22F. I've always struggled with friendships since school. I'm always making friends with bad apples at school, in fact, my first time was with a kid who was the thief of the class and worst of all I would steal my own sister's dolls to give to her.
That kid was transferred away and then my next friend happened to be someone I was so clingy I didn't have a single friend outside of her. It went on and on until we fought over anime (crazy, yes) and then I was a loner and bullied by people in my class for quite some time/known as the odd not-right-in-her-mind kid.
During all that time by the way, I had internet friendships but even those came with its own hardships as it led to me cutting them off for petty or jealousy reasons, such as not sparing time to me or just... jealous of the fact they had other people they treasured more than me.
I've tried posting on makefriends subs but when people do approach me I just ghost them, I lose all interest to talk to people and can't bring myself to reply back. This has happened when I found people to talk to through games to or encountered other people elsewhere. I just can't bring myself to make any efforts. But this contradicts my longing for friends all the time.

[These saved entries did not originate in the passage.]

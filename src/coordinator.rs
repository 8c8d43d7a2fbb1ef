/// 帧协调器 (服务端主循环)
///
/// 每一帧：先从注册表快照中的每个连接各收集一个请求，再向每个交付了请求的连接各下发一个命令。
/// 收集阶段共用一个帧截止时间，错过截止时间的连接被驱逐，而不是拖住整帧。

use std::sync::Arc;
use std::time::Duration;
use tokio::time::{Instant, MissedTickBehavior};
use tokio_util::sync::CancellationToken;
use crate::{
    ConnectionId,
    config::ServerConfig,
    packet::{Reply, Request},
    registry::{ConnectionRegistry, Registrant},
    server::ConnectionHandle,
    stats::ActionStats,
};

/// 根据请求计算本帧要下发的命令
pub trait FrameLogic: Send {
    fn next_command(&mut self, id: ConnectionId, request: &Request) -> Reply;
}

/// 时钟逻辑：每个命令都是当前时间
#[derive(Debug, Clone, Copy, Default)]
pub struct WallClock;

impl FrameLogic for WallClock {
    fn next_command(&mut self, _id: ConnectionId, _request: &Request) -> Reply {
        Reply::clock_now()
    }
}

/// 协调器配置
#[derive(Debug, Clone)]
pub struct CoordinatorConfig {
    pub frame_period: Duration,
    pub frame_timeout: Duration,
    pub info_interval: Duration,
    pub run_duration: Option<Duration>,
}

impl From<&ServerConfig> for CoordinatorConfig {
    fn from(config: &ServerConfig) -> Self {
        Self {
            frame_period: config.frame_period(),
            frame_timeout: config.frame_timeout,
            info_interval: config.info_interval,
            run_duration: config.run_duration,
        }
    }
}

/// 单帧结果
#[derive(Debug, Clone, Default, PartialEq, Eq)]
pub struct FrameReport {
    /// 帧序号，从1开始
    pub frame: u64,
    /// 收集到的请求数
    pub collected: usize,
    /// 成功下发的命令数
    pub commands_sent: usize,
    /// 本帧发现已关闭的连接数
    pub closed: usize,
    /// 本帧驱逐的连接数
    pub evicted: usize,
}

/// 帧协调器
pub struct TickCoordinator<L> {
    registry: Arc<ConnectionRegistry<ConnectionHandle>>,
    logic: L,
    stats: Arc<ActionStats>,
    config: CoordinatorConfig,
    frame: u64,
}

impl<L: FrameLogic> TickCoordinator<L> {
    pub fn new(
        registry: Arc<ConnectionRegistry<ConnectionHandle>>,
        logic: L,
        stats: Arc<ActionStats>,
        config: CoordinatorConfig,
    ) -> Self {
        Self {
            registry,
            logic,
            stats,
            config,
            frame: 0,
        }
    }

    /// 已完成的帧数
    pub fn frames(&self) -> u64 {
        self.frame
    }

    /// 主循环：帧定时器、信息定时器、退出定时器
    ///
    /// 退出定时器到期时取消 `shutdown`，让接入器和所有连接一起开始关闭。
    /// 正在执行的帧总会完整结束，其命令全部下发后才返回。
    pub async fn run(&mut self, shutdown: &CancellationToken) {
        let mut frame_timer = tokio::time::interval(self.config.frame_period);
        frame_timer.set_missed_tick_behavior(MissedTickBehavior::Skip);

        let info_start = Instant::now() + self.config.info_interval;
        let mut info_timer = tokio::time::interval_at(info_start, self.config.info_interval);

        let run_duration = self.config.run_duration;
        let quit = async move {
            match run_duration {
                Some(duration) => tokio::time::sleep(duration).await,
                None => std::future::pending::<()>().await,
            }
        };
        tokio::pin!(quit);

        tracing::info!(
            "🎯 帧协调器启动 (帧周期: {:?}, 帧截止: {:?})",
            self.config.frame_period,
            self.config.frame_timeout
        );

        loop {
            // 关闭优先：帧结束后不再开始新的帧
            tokio::select! {
                biased;

                _ = shutdown.cancelled() => {
                    tracing::info!("🛑 收到关闭信号，帧协调器退出");
                    break;
                }
                _ = &mut quit => {
                    tracing::info!("⏰ 运行时间到，开始关闭");
                    shutdown.cancel();
                    break;
                }
                _ = frame_timer.tick() => {
                    let report = self.run_frame().await;
                    tracing::debug!("🎞️ 帧完成: {:?}", report);
                }
                _ = info_timer.tick() => {
                    let snapshot = self.stats.update_lap();
                    tracing::info!("📊 连接数: {}, 帧: {}, 请求: {}", self.registry.len(), self.frame, snapshot);
                }
            }
        }
    }

    /// 执行一帧：先收集，后下发
    pub async fn run_frame(&mut self) -> FrameReport {
        self.frame += 1;
        let mut report = FrameReport {
            frame: self.frame,
            ..Default::default()
        };

        let deadline = Instant::now() + self.config.frame_timeout;
        let mut ready = Vec::new();

        for handle in self.registry.snapshot() {
            if handle.is_closing() {
                continue;
            }

            match tokio::time::timeout_at(deadline, handle.await_request()).await {
                Ok(Some(request)) => {
                    self.stats.inc();
                    report.collected += 1;
                    ready.push((handle, request));
                }
                Ok(None) => {
                    tracing::debug!("🔌 连接在帧内关闭 ({})", handle.id());
                    report.closed += 1;
                }
                Err(_) => {
                    tracing::warn!(
                        "⏱️ 连接错过帧截止时间，驱逐 ({}, 帧: {})",
                        handle.id(),
                        self.frame
                    );
                    handle.evict();
                    report.evicted += 1;
                }
            }
        }

        for (handle, request) in ready {
            let command = self.logic.next_command(handle.id(), &request);
            match handle.push_command(command).await {
                Ok(()) => report.commands_sent += 1,
                Err(e) => tracing::debug!("🔌 下发命令失败 ({}): {}", handle.id(), e),
            }
        }

        report
    }
}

For real life friendships, I think what really hinders me is my massive trust issues.
I suspect I have BPD patterns because of one online friendship recently where they kinda just, suddenly started ghosting me out of nowhere (I didn't say much to that to be honest because I was aware I'm getting too attached to the point I couldn't function without interacting for a day and that was NOT okay.)
I can't afford a therapist yet because I'm stuck at home so maybe when I do I'll tell them all about it but I really need to learn how to cope beforehand or deal with it before classes start.
TLDR I have an unstable history of friendships and now I face this issue as stated in title despite the fact it eats me alive constantly not having in real life/internet friends.